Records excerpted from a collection
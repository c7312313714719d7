//! # Storage Layer
//!
//! Persistence layer for shelves.
//!
//! ## Storage Formats
//!
//! | Data | Format | Location |
//! |------|--------|----------|
//! | Tracked files | as-is | `<root>/<shelf>/<file>` |
//! | Manifest | JSON, 4-space indent | `<root>/<shelf>/shelf.json` |
//! | Config | TOML | `<root>/config.toml` |
//!
//! ## Layout
//!
//! ```text
//! ~/.shelves/
//! ├── config.toml           # Optional configuration
//! └── dots/                 # A shelf (usually a git repository)
//!     ├── .git/
//!     ├── shelf.json        # Manifest
//!     └── vimrc             # Tracked file, ~/.vimrc links here
//! ```
//!
//! ## Key Types
//!
//! - [`ShelfPaths`] - Resolves the shelves root and home directory
//! - [`Shelves`] - Creates, opens and lists shelves
//! - [`ManifestStore`] - Read/write a shelf manifest
//! - [`Config`] - User configuration

mod paths;
mod manifest_store;
mod shelves;
mod config;

pub use paths::{home_dir, shelves_root_from, ShelfPaths, SHELVES_DIR};
pub use manifest_store::ManifestStore;
pub use shelves::{validate_shelf_name, Shelf, Shelves};
pub use config::{ArchiveConfig, Config, ConfigError, GitConfig, CONFIG_FILE};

**What is needed:**
Looking at the records above, count the lines where the word "ManifestStore" appears. State only the number.

**Written solution:**
2